Todo o processo de envio do lixo de volta para o Reino Unido foi custeado pelas empresas inglesas Worldwide Biorecyclables Ltda e Edwards Waste Paper, pois, segundo o Artigo 9º da Convenção de Basileia, o retorno da carga ilícita ao país de origem é de responsabilidade do exportador.

Em junho de 2009, a Agência Britânica de Crimes Ambientais prometeu que não permitiria que o lixo inglês fosse jogado em países em desenvolvimento e que agiria com firmeza para punir os culpados. Três anos mais tarde, a entidade inglesa cumpriu a promessa. Em 12 de abril de 2012, diante de um alto tribunal de Old Bailey, a empresa londrina Edwards Waste Paper declarou-se culpada de ter exportado os rejeitos, o que vai contra a legislação da Organização para a Cooperação e o Desenvolvimento Econômico (OCDE).

No Brasil, a Polícia Federal instaurou um inquérito que resultou no indiciamento de 12 pessoas, vinculadas a sete empresas, duas localizadas na Inglaterra e as demais localizadas aqui no país. Os indiciamentos ocorreram por crimes ambientais, associação criminosa e falsidade ideológica, de acordo com cada conduta individual praticada.

Um dos réus foi absolvido e os outros dois, condenados a um ano e nove meses de reclusão, pela prática do delito tipificado no art. 56 da Lei nº 9.605/98, que diz respeito ao transporte e armazenagem de substâncias nocivas a saúde humana. Sendo réus primários com pena inferior a dois anos, a pena privativa de liberdade foi substituída por prestação de serviços à comunidade.

Houve diversos recursos e apelações perante o Tribunal Regional Federal da 4ª Região (TRF4), todos negados. Neste momento, a execução das penas está suspensa até que o Supremo Tribunal de Justiça (STJ) julgue o agravo da decisão que recusou a admissibilidade do Recurso Extraordinário interposto pelos réus. Ainda não houve o trânsito em julgado da sentença condenatória.

A repercussão do caso cruzou o mundo. Jornais traziam manchetes como o “Lixo perigoso britânico foi deixado para apodrecer nos portos brasileiros”.

O ex-presidente Luiz Inácio Lula da Silva disse que o Brasil não iria aceitar receber contêineres com lixo e que fossem devolvidos para o país de origem.

O Itamaraty denunciou a Inglaterra ao Secretariado da Convenção da Basileia por tráfico de resíduos perigosos. O então chanceler telefonou para seu equivalente britânico. Queria frisar que cabia ao país de origem da carga ilícita se responsabilizar pelo retorno dela.

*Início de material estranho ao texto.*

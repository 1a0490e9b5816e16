//! Engine configuration
//!
//! Configuration is an explicit value passed into the engine per invocation —
//! never implicit global state. Concurrent engines with different
//! configurations can therefore coexist safely.

use serde::{Deserialize, Serialize};
use std::collections::HashSet;

use crate::errors::{EngineError, EngineResult};

/// Configuration for a matching pass
#[derive(Debug, Clone, Serialize, Deserialize)]
pub struct MatchConfig {
    /// Extra tags to strip from names before matching. Tags containing
    /// brackets or parentheses are removed as an exact unit; bare tags are
    /// removed as whole words. Matching is case-insensitive.
    #[serde(default)]
    pub ignore_tags: Vec<String>,

    /// Minimum token-sort similarity score (0-100) for a fuzzy match
    #[serde(default = "default_match_threshold")]
    pub match_threshold: u8,

    /// How many channels per duplicate group are eligible to receive streams
    #[serde(default = "default_visible_limit")]
    pub visible_limit: usize,

    /// Regional station databases to index. An empty set enables every
    /// supplied record set.
    #[serde(default)]
    pub enabled_regions: HashSet<String>,
}

fn default_match_threshold() -> u8 {
    85
}

fn default_visible_limit() -> usize {
    1
}

impl Default for MatchConfig {
    fn default() -> Self {
        Self {
            ignore_tags: Vec::new(),
            match_threshold: default_match_threshold(),
            visible_limit: default_visible_limit(),
            enabled_regions: HashSet::new(),
        }
    }
}

impl MatchConfig {
    /// Validate configuration at the engine boundary.
    ///
    /// Out-of-range values are rejected rather than clamped.
    pub fn validate(&self) -> EngineResult<()> {
        if self.match_threshold > 100 {
            return Err(EngineError::configuration(format!(
                "match_threshold must be between 0 and 100, got {}",
                self.match_threshold
            )));
        }
        if self.visible_limit < 1 {
            return Err(EngineError::configuration(
                "visible_limit must be at least 1",
            ));
        }
        Ok(())
    }
}

#[cfg(test)]
mod tests {
    use super::*;

    #[test]
    fn test_default_config_is_valid() {
        assert!(MatchConfig::default().validate().is_ok());
    }

    #[test]
    fn test_threshold_out_of_range_rejected() {
        let config = MatchConfig {
            match_threshold: 101,
            ..MatchConfig::default()
        };
        assert!(config.validate().is_err());
    }

    #[test]
    fn test_zero_visible_limit_rejected() {
        let config = MatchConfig {
            visible_limit: 0,
            ..MatchConfig::default()
        };
        assert!(config.validate().is_err());
    }

    #[test]
    fn test_config_deserializes_with_defaults() {
        let config: MatchConfig = serde_json::from_str("{}").unwrap();
        assert_eq!(config.match_threshold, 85);
        assert_eq!(config.visible_limit, 1);
        assert!(config.ignore_tags.is_empty());
        assert!(config.enabled_regions.is_empty());
    }
}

Um auditor fiscal chefe da seção aduaneira da Alfândega da Receita Federal no Porto de Rio Grande disse que o caso de 2009 gerou um amplo debate nacional. “Se antes existiam dúvidas de como proceder nesse tipo de situação, hoje está tudo muito mais claro. Agora temos a Lei 12.715 de 2012, que determina a devolução ao Exterior de mercadoria estrangeira cuja importação não seja autorizada por órgão anuente com fundamento na legislação relativa à saúde, metrologia, segurança pública, proteção ao meio ambiente, controles sanitários, fito e zoossanitários. Também esta legislação indica quem é o responsável pela devolução ao Exterior e impõe multas pesadas a quem importar.”

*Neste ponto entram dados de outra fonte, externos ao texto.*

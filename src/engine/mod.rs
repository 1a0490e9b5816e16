//! Match orchestration
//!
//! `MatchEngine` composes the components into the per-channel pipeline:
//! classify OTA once, run the matching path, apply the disambiguation
//! filter, sort survivors by quality and attach a human-readable reason.
//! Eligibility is assigned after all channels are known, since the visible
//! limit is a property of the duplicate group, not the channel.
//!
//! The engine is immutable after construction and `run` takes `&self`, so
//! one engine serves concurrent invocations; every sub-step fails open to a
//! `NoMatch` outcome rather than raising.

use serde::{Deserialize, Serialize};
use tracing::{debug, info};

use crate::callsign::{CallSignExtractor, OtaChannel};
use crate::config::MatchConfig;
use crate::disambiguation::{CuratedNames, DisambiguationFilter, StreamCandidate};
use crate::errors::EngineResult;
use crate::grouping::{GroupEntry, PrioritySelector};
use crate::matcher::{contains_word, TokenMatcher};
use crate::models::{ChannelGroup, ChannelRecord, MatchMethod, MatchResult, StreamRecord};
use crate::normalizer::{NormalizedName, Region, TagNormalizer};
use crate::quality::QualityRank;
use crate::stations::StationDatabase;

/// Everything a matching pass produces.
#[derive(Debug, Clone, Serialize, Deserialize)]
pub struct MatchReport {
    /// One result per input channel, in input order
    pub results: Vec<MatchResult>,
    /// Duplicate groups in first-appearance order
    pub groups: Vec<ChannelGroup>,
}

/// A stream with its derived per-pass snapshot.
struct StreamContext<'a> {
    record: &'a StreamRecord,
    cleaned: String,
    region: Option<Region>,
    quality: QualityRank,
    dead: bool,
}

/// Outcome of resolving a single channel, before eligibility is known.
struct Resolution {
    stream_indices: Vec<usize>,
    method: MatchMethod,
    reason: String,
}

impl Resolution {
    fn no_match(reason: String) -> Self {
        Self {
            stream_indices: Vec::new(),
            method: MatchMethod::NoMatch,
            reason,
        }
    }
}

/// The matching engine. Construct once per configuration, run many times.
pub struct MatchEngine {
    config: MatchConfig,
    normalizer: TagNormalizer,
    extractor: CallSignExtractor,
    matcher: TokenMatcher,
    disambiguation: DisambiguationFilter,
    stations: StationDatabase,
    selector: PrioritySelector,
}

impl MatchEngine {
    /// Validate the configuration and compile every pattern set.
    pub fn new(
        config: MatchConfig,
        stations: StationDatabase,
        curated: CuratedNames,
    ) -> EngineResult<Self> {
        config.validate()?;
        let normalizer = TagNormalizer::new(&config.ignore_tags)?;
        let extractor = CallSignExtractor::new()?;
        let matcher = TokenMatcher::new(config.match_threshold);
        let disambiguation = DisambiguationFilter::new(curated)?;
        let selector = PrioritySelector::new(config.visible_limit);

        Ok(Self {
            config,
            normalizer,
            extractor,
            matcher,
            disambiguation,
            stations,
            selector,
        })
    }

    pub fn config(&self) -> &MatchConfig {
        &self.config
    }

    /// Run a full matching pass over immutable input snapshots.
    ///
    /// Pure and deterministic: identical inputs and configuration always
    /// produce the identical report, ordering included.
    pub fn run(&self, channels: &[ChannelRecord], streams: &[StreamRecord]) -> MatchReport {
        let stream_ctx: Vec<StreamContext> = streams
            .iter()
            .map(|stream| {
                let normalized = self.normalizer.normalize(&stream.name);
                StreamContext {
                    record: stream,
                    cleaned: normalized.cleaned,
                    region: normalized.region,
                    quality: normalized.quality,
                    dead: stream.is_dead || self.normalizer.is_marked_dead(&stream.name),
                }
            })
            .collect();
        let corpus: Vec<String> = stream_ctx.iter().map(|ctx| ctx.cleaned.clone()).collect();

        let mut entries = Vec::with_capacity(channels.len());
        let mut resolved = Vec::with_capacity(channels.len());
        for channel in channels {
            let normalized = self.normalizer.normalize(&channel.name);
            let ota = self.extractor.parse_ota(&channel.name);

            let resolution = match &ota {
                Some(info) => self.resolve_ota(channel, info, &normalized, &stream_ctx),
                None => self.resolve_standard(channel, &normalized, &stream_ctx, &corpus),
            };
            debug!(
                channel = %channel.name,
                method = %resolution.method,
                streams = resolution.stream_indices.len(),
                "channel resolved"
            );

            let key = match &ota {
                Some(info) => info.callsign.clone(),
                None => normalized.cleaned.to_uppercase(),
            };
            entries.push(GroupEntry {
                key,
                channel_id: channel.id,
                quality: normalized.quality,
            });
            resolved.push((channel, resolution));
        }

        let (groups, eligible) = self.selector.select(&entries);

        let mut matched = 0usize;
        let results = resolved
            .into_iter()
            .map(|(channel, resolution)| {
                if !resolution.stream_indices.is_empty() {
                    matched += 1;
                }
                MatchResult {
                    channel_id: channel.id,
                    channel_name: channel.name.clone(),
                    channel_number: channel.channel_number,
                    stream_ids: resolution
                        .stream_indices
                        .iter()
                        .map(|&i| stream_ctx[i].record.id)
                        .collect(),
                    stream_names: resolution
                        .stream_indices
                        .iter()
                        .map(|&i| stream_ctx[i].record.name.clone())
                        .collect(),
                    method: resolution.method,
                    reason: resolution.reason,
                    eligible: eligible.contains(&channel.id),
                }
            })
            .collect();

        info!(
            channels = channels.len(),
            streams = streams.len(),
            matched,
            groups = groups.len(),
            "matching pass complete"
        );
        MatchReport { results, groups }
    }

    /// OTA path: resolve the target call sign through the station database,
    /// then collect streams carrying it as a whole word.
    fn resolve_ota(
        &self,
        channel: &ChannelRecord,
        info: &OtaChannel,
        normalized: &NormalizedName,
        stream_ctx: &[StreamContext],
    ) -> Resolution {
        let resolved = if self.stations.is_empty() {
            // No database supplied: trust the call sign in the name
            Some((info.callsign.clone(), MatchMethod::OtaDirect, String::new()))
        } else if let Some(station) = self
            .stations
            .lookup(&info.callsign)
            .filter(|station| station.network == info.network)
        {
            Some((
                station.callsign.clone(),
                MatchMethod::OtaDirect,
                format!(
                    " (station database: {} {}, {})",
                    station.network, station.city, station.state
                ),
            ))
        } else {
            // Call-sign lookup missed or disagreed on affiliation; fall back
            // to the community of license
            self.stations
                .lookup_locale(&info.state, &info.city)
                .into_iter()
                .find(|station| station.network == info.network)
                .map(|station| {
                    (
                        station.callsign.clone(),
                        MatchMethod::OtaDatabase,
                        format!(
                            " (station database locale fallback: {} {}, {})",
                            station.network, station.city, station.state
                        ),
                    )
                })
        };

        let Some((target, method, note)) = resolved else {
            debug!(channel = %channel.name, callsign = %info.callsign, "no station database entry");
            return Resolution::no_match(format!(
                "no station database entry for callsign {} ({} {}, {})",
                info.callsign, info.network, info.city, info.state
            ));
        };

        let filter = self.disambiguation.for_channel(
            &normalized.cleaned,
            normalized.region,
            Some(target.as_str()),
        );
        let mut indices = Vec::new();
        for (index, ctx) in stream_ctx.iter().enumerate() {
            if ctx.dead {
                continue;
            }
            if !contains_word(&ctx.record.name, &target) {
                continue;
            }
            if !contains_word(&ctx.record.name, &info.network) {
                continue;
            }
            let candidate = StreamCandidate {
                raw_name: &ctx.record.name,
                region: ctx.region,
            };
            if !filter.permits(&candidate) {
                continue;
            }
            indices.push(index);
        }

        if indices.is_empty() {
            return Resolution::no_match(format!("no stream carries callsign {target}{note}"));
        }

        indices.sort_by_key(|&i| stream_ctx[i].quality);
        Resolution {
            stream_indices: indices,
            method,
            reason: format!(
                "callsign {} for {} {}, {}{}",
                target, info.network, info.city, info.state, note
            ),
        }
    }

    /// Standard path: token/fuzzy matching over the cleaned corpus, then the
    /// disambiguation rules.
    fn resolve_standard(
        &self,
        channel: &ChannelRecord,
        normalized: &NormalizedName,
        stream_ctx: &[StreamContext],
        corpus: &[String],
    ) -> Resolution {
        if normalized.cleaned.is_empty() {
            debug!(channel = %channel.name, "name normalized to an empty string");
            return Resolution::no_match("name normalized to an empty string".to_string());
        }

        let filter = self
            .disambiguation
            .for_channel(&normalized.cleaned, normalized.region, None);

        let mut kept = Vec::new();
        for candidate in self.matcher.find_matches(&normalized.cleaned, corpus) {
            let ctx = &stream_ctx[candidate.index];
            if ctx.dead {
                debug!(stream = %ctx.record.name, "skipped dead stream");
                continue;
            }
            let stream = StreamCandidate {
                raw_name: &ctx.record.name,
                region: ctx.region,
            };
            if !filter.permits(&stream) {
                continue;
            }
            kept.push(candidate);
        }

        if kept.is_empty() {
            return Resolution::no_match(format!(
                "no stream matched \"{}\" at threshold {}",
                normalized.cleaned, self.config.match_threshold
            ));
        }

        let exact = kept.iter().any(|c| c.exact);
        let best_score = kept.iter().map(|c| c.score).max().unwrap_or(0);
        let mut indices: Vec<usize> = kept.into_iter().map(|c| c.index).collect();
        indices.sort_by_key(|&i| stream_ctx[i].quality);

        let (method, reason) = if exact {
            (
                MatchMethod::Exact,
                format!("exact name match on \"{}\"", normalized.cleaned),
            )
        } else {
            (
                MatchMethod::FuzzyScored,
                format!(
                    "fuzzy match on \"{}\" (best score {})",
                    normalized.cleaned, best_score
                ),
            )
        };
        Resolution {
            stream_indices: indices,
            method,
            reason,
        }
    }
}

O Brasil teve outros três episódios antes da aprovação da Lei 12.715. Em 2010, também no Porto do Rio Grande, houve a importação de 22 toneladas de lixo proveniente da Alemanha. Em 2011, 20 toneladas de lixo hospitalar da Espanha foram parar no porto de Itajaí, em Santa Catarina, e outras 46, dos EUA, na pernambucana Suape.